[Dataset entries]
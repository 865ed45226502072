use thiserror::Error;

/// Failures surfaced by the KV store and message bus clients, independent of
/// which backend (in-memory or Redis) is behind them.
#[derive(Error, Debug)]
pub enum StoreError {
    #[error("{0}: {1}")]
    Connection(String, #[source] redis::RedisError),

    #[error("{0}: {1}")]
    Backend(String, #[source] redis::RedisError),

    #[error("{0}: {1}")]
    Serialization(String, #[source] serde_json::Error),

    #[error("object not found: {0}")]
    NotFound(String),

    #[error("message bus topic '{0}' has no consumer group '{1}'")]
    UnknownGroup(String, String),
}

pub type Result<T, E = StoreError> = std::result::Result<T, E>;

**Your objective:** Among the records above, find each line holding "RedisError" and list it.

**Reply:**
    Connection(String, #[source] redis::RedisError),
    Backend(String, #[source] redis::RedisError),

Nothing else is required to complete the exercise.